C’est un cercle vicieux : la concurrence entre freelance entraîne une baisse des prix de marché, impactant jusqu’aux TPE-PME qui, elles, emploient et payent des charges.
Continuons dans cette voie et nous trouverons au bout du chemin encore plus de casse sociale et de précarité… Il semble que ce n’était pas notre modèle social.
L’auto-entrepreneuriat est pourtant un excellent dispositif s’agissant de générer un complément de revenu comme s’agissant de se tester à l’entrepreneuriat. Ce sont ses vocations originelles !
Dès lors, pourquoi ne pas attribuer un identifiant à chaque Français, à l’instar du numéro de sécurité sociale, lui permettant simplement de réaliser des compléments de revenus et de les déclarer ?
Et, pour les entrepreneurs souhaitant se tester, pourquoi ne pas créer un statut particulier à durée déterminée ? Un statut temporaire au bout duquel l’entrepreneur choisit de transformer son activité en « société classique » ou tout simplement de la stopper.
Start-up, pour mieux les servir, identifions-les
Le sujet de la start-up est probablement celui dont on parle le plus et je le comprends très bien. Ambiance de travail qui sort du cadre, projets innovants, croissance à deux chiffres, embauches par dizaines, le spectre des licornes à l’américaine est dans toutes les têtes… Bref, la start-up, c’est cool.
Les start-ups sont indispensables : elles tirent l’image de l’entrepreneuriat vers le haut, font rêver, donnent de l’espoir, favorisent l’innovation. L’initiative d’Axelle Lemaire et, précédemment, de Fleur Pellerin, autour de la French Tech, a d’ailleurs grandement contribué à cela.
Notons tout de même que, selon différentes sources (G9+, Insee…), les start-ups représenteraient entre 3 et 50 % des créations d’entreprises… Une fourchette plutôt très large. Une étude récente de Trendeo annonce également une médiane de 12 emplois créés par start-up… Il devient donc urgent de poser une définition claire de ce qu’est une start-up pour tirer les enseignements qui s’imposent et améliorer notre performance.
Ne cédons pas non plus aux sirènes de la communication
Bien que l’impact de l’accompagnement sur le taux de survie soit indéniablement positif, l’afflux de subventions qu’a drainé la naissance du Label French Tech a entraîné une multiplication des organismes d’accompagnement avec une concentration des efforts sur les toutes premières phases de création.
Multiplier les initiatives entrepreneuriales, c’est une bonne chose… Dès lors qu’on ne génère pas en permanence la concurrence des start-up nées de la « promo » précédente.

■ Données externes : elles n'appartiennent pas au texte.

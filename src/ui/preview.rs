//! Interactive preview hosting one popular card and one history card.
//!
//! The preview plays the host's part: it supplies posts, theme, strings and
//! assets, routes terminal events to the cards, and records navigate calls
//! instead of opening articles.

use crossterm::event::{
    self, Event, KeyCode, KeyEvent, KeyEventKind, KeyModifiers, MouseButton, MouseEvent,
    MouseEventKind,
};
use ratatui::layout::{Constraint, Layout, Rect};
use ratatui::style::{Modifier, Style};
use ratatui::text::{Line, Span};
use ratatui::widgets::Paragraph;
use ratatui::Frame;

use crate::config::Config;
use crate::error::Result;
use crate::model::{Post, PostId};
use crate::strings::{StringKey, Strings};
use crate::ui::assets::AssetCatalog;
use crate::ui::history_card::{HistoryCard, HistoryCardIntent, HISTORY_ROW_HEIGHT};
use crate::ui::input::{history_key_intent, popular_key_intent};
use crate::ui::popular_card::{CardSize, PopularCard, PopularCardIntent};
use crate::ui::terminal_guard::setup_terminal;
use crate::ui::theme::Theme;

#[derive(Debug, Clone, Copy, PartialEq, Eq)]
pub enum Focus {
    Popular,
    History,
}

#[derive(Debug, Clone, Copy, PartialEq, Eq)]
pub struct PreviewAreas {
    pub popular: Rect,
    pub history: Rect,
    pub status: Rect,
}

pub struct PreviewApp {
    pub popular: Post,
    pub history: Post,
    pub history_card: HistoryCard,
    pub focus: Focus,
    pub strings: Strings,
    pub theme: Theme,
    pub assets: AssetCatalog,
    pub card_size: CardSize,
    /// Every navigate call received, oldest first.
    pub navigations: Vec<PostId>,
    pub should_quit: bool,
    screen: Rect,
}

impl PreviewApp {
    /// Build the preview from config. `popular` and `history` are the posts
    /// shown in each card.
    pub fn new(config: &Config, popular: Post, history: Post) -> Result<Self> {
        Ok(Self {
            popular,
            history,
            history_card: HistoryCard::new(),
            focus: Focus::Popular,
            strings: Strings::with_overrides(&config.strings)?,
            theme: Theme::from_variant(config.theme),
            assets: AssetCatalog::builtin(),
            card_size: config.popular_card.map(CardSize::from).unwrap_or_default(),
            navigations: Vec::new(),
            should_quit: false,
            screen: Rect::default(),
        })
    }

    pub fn areas(&self, screen: Rect) -> PreviewAreas {
        let [body, status] =
            Layout::vertical([Constraint::Min(1), Constraint::Length(1)]).areas(screen);
        let [popular, history] = Layout::horizontal([
            Constraint::Length(self.card_size.width + 2),
            Constraint::Min(1),
        ])
        .areas(body);
        let popular = Rect {
            x: popular.x + 1,
            y: popular.y + 1,
            width: popular.width.saturating_sub(2),
            height: popular.height.saturating_sub(1),
        };
        let history = Rect {
            y: history.y + 1,
            height: HISTORY_ROW_HEIGHT.min(history.height.saturating_sub(1)),
            ..history
        };
        PreviewAreas {
            popular,
            history,
            status,
        }
    }

    pub fn set_screen(&mut self, screen: Rect) {
        self.screen = screen;
    }

    fn popular_card(&self) -> PopularCard<'_> {
        PopularCard::new(&self.popular, &self.strings, &self.theme, &self.assets)
            .size(self.card_size)
    }

    fn dispatch_history(&mut self, intent: HistoryCardIntent) {
        let navigations = &mut self.navigations;
        self.history_card
            .dispatch(&self.history, intent, &mut |id: &PostId| navigations.push(id.clone()));
    }

    fn dispatch_popular(&mut self, intent: PopularCardIntent) {
        let mut navigated = Vec::new();
        self.popular_card()
            .dispatch(intent, &mut |id: &PostId| navigated.push(id.clone()));
        self.navigations.extend(navigated);
    }

    pub fn on_key(&mut self, key: KeyEvent) {
        if key.kind != KeyEventKind::Press {
            return;
        }

        let dialog = self.history_card.dialog();
        if dialog.is_visible() {
            if let Some(intent) = history_key_intent(dialog, &key) {
                self.dispatch_history(intent);
            }
            return;
        }

        match key.code {
            KeyCode::Char('q') => self.should_quit = true,
            KeyCode::Char('c') if key.modifiers.contains(KeyModifiers::CONTROL) => {
                self.should_quit = true
            }
            KeyCode::Tab | KeyCode::BackTab => {
                self.focus = match self.focus {
                    Focus::Popular => Focus::History,
                    Focus::History => Focus::Popular,
                };
            }
            // Assistive path: invoke the row's custom action by label.
            KeyCode::Char('a') if self.focus == Focus::History => {
                let label = self.strings.get(StringKey::ShowFewer).to_string();
                let navigations = &mut self.navigations;
                self.history_card.perform_custom_action(
                    &self.history,
                    &self.strings,
                    &label,
                    &mut |id: &PostId| navigations.push(id.clone()),
                );
            }
            _ => match self.focus {
                Focus::Popular => {
                    if let Some(intent) = popular_key_intent(&key) {
                        self.dispatch_popular(intent);
                    }
                }
                Focus::History => {
                    if let Some(intent) = history_key_intent(dialog, &key) {
                        self.dispatch_history(intent);
                    }
                }
            },
        }
    }

    pub fn on_mouse(&mut self, mouse: MouseEvent) {
        if mouse.kind != MouseEventKind::Down(MouseButton::Left) {
            return;
        }
        let areas = self.areas(self.screen);
        let (column, row) = (mouse.column, mouse.row);

        let history_view =
            self.history_card
                .view(&self.history, &self.strings, &self.theme, &self.assets);
        let history_hit = history_view.hit_test(areas.history, self.screen, column, row);

        if self.history_card.dialog().is_visible() {
            if let Some(intent) = history_hit {
                self.dispatch_history(intent);
            }
            return;
        }

        if let Some(intent) = self.popular_card().hit_test(areas.popular, column, row) {
            self.focus = Focus::Popular;
            self.dispatch_popular(intent);
        } else if let Some(intent) = history_hit {
            self.focus = Focus::History;
            self.dispatch_history(intent);
        }
    }

    pub fn render(&self, frame: &mut Frame) {
        let screen = frame.area();
        let areas = self.areas(screen);

        frame.render_widget(&self.popular_card(), areas.popular);

        let history_view =
            self.history_card
                .view(&self.history, &self.strings, &self.theme, &self.assets);
        frame.render_widget(&history_view, areas.history);

        frame.render_widget(self.status_line(), areas.status);
        history_view.render_dialog(screen, frame.buffer_mut());
    }

    fn status_line(&self) -> Paragraph<'static> {
        let hint = Style::default().add_modifier(Modifier::DIM);
        let focus = match self.focus {
            Focus::Popular => "popular",
            Focus::History => "history",
        };
        let last = self
            .navigations
            .last()
            .map(|id| format!("navigate({id})"))
            .unwrap_or_else(|| "no navigation".to_string());
        Paragraph::new(Line::from(vec![
            Span::styled(format!(" [{focus}] "), self.theme.typography.button),
            Span::raw(last),
            Span::styled(
                "  │ tab focus · enter open · x dismiss · a show fewer · q quit",
                hint,
            ),
        ]))
    }
}

/// Run the preview until the user quits.
pub fn run(mut app: PreviewApp) -> anyhow::Result<()> {
    let (mut terminal, _guard) = setup_terminal()?;
    tracing::info!("Preview started");

    while !app.should_quit {
        let size = terminal.size()?;
        app.set_screen(Rect::new(0, 0, size.width, size.height));
        terminal.draw(|frame| app.render(frame))?;

        match event::read()? {
            Event::Key(key) => app.on_key(key),
            Event::Mouse(mouse) => app.on_mouse(mouse),
            _ => {}
        }
    }

    tracing::info!(navigations = app.navigations.len(), "Preview finished");
    Ok(())
}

Nous le constatons régulièrement chez Affeeniteam, beaucoup des 4 000 projets déposés se ressemblent. Leurs porteurs recherchent chacun des associés et seront bientôt concurrents. Nous sommes convaincus qu’ils doivent se rencontrer, on devient plus forts ensemble !
Et cette abondance d’initiatives entrepreneuriales intensifie de facto la concurrence y compris pour les start-up en phase critique post-création. Une start-up avait besoin auparavant de 12 à 18 mois pour trouver son modèle économique car le cycle d’arrivée des concurrents leur en laissait le temps. Désormais, avec une arrivée plus rapide de la concurrence, il leur faut donc taper dans le mille très très vite… ou mourir.
Les meilleurs ne sont pas obligatoirement ceux qui trouvent du premier coup le bon modèle, mais ceux qui parviennent à comprendre leurs forces et à se réinventer car elles seront probablement amenées à le faire parfois plusieurs fois au cours de leur existence. L’histoire de Criteo illustre parfaitement ce propos.
Nous devons donc assurer à ces start-ups qui arrivent à la phase charnière du décollage, les ressources financières et les expertises nécessaires à leur pérennisation, ici, en France. Ce sont elles qui vont être notre moteur de création d’emplois et de valeur. A défaut, elles iront créer des emplois dans le pays qui financera leur développement ou pire elles mourront.
Nous avons là tous les ingrédients du succès, notre recette reste à parfaire.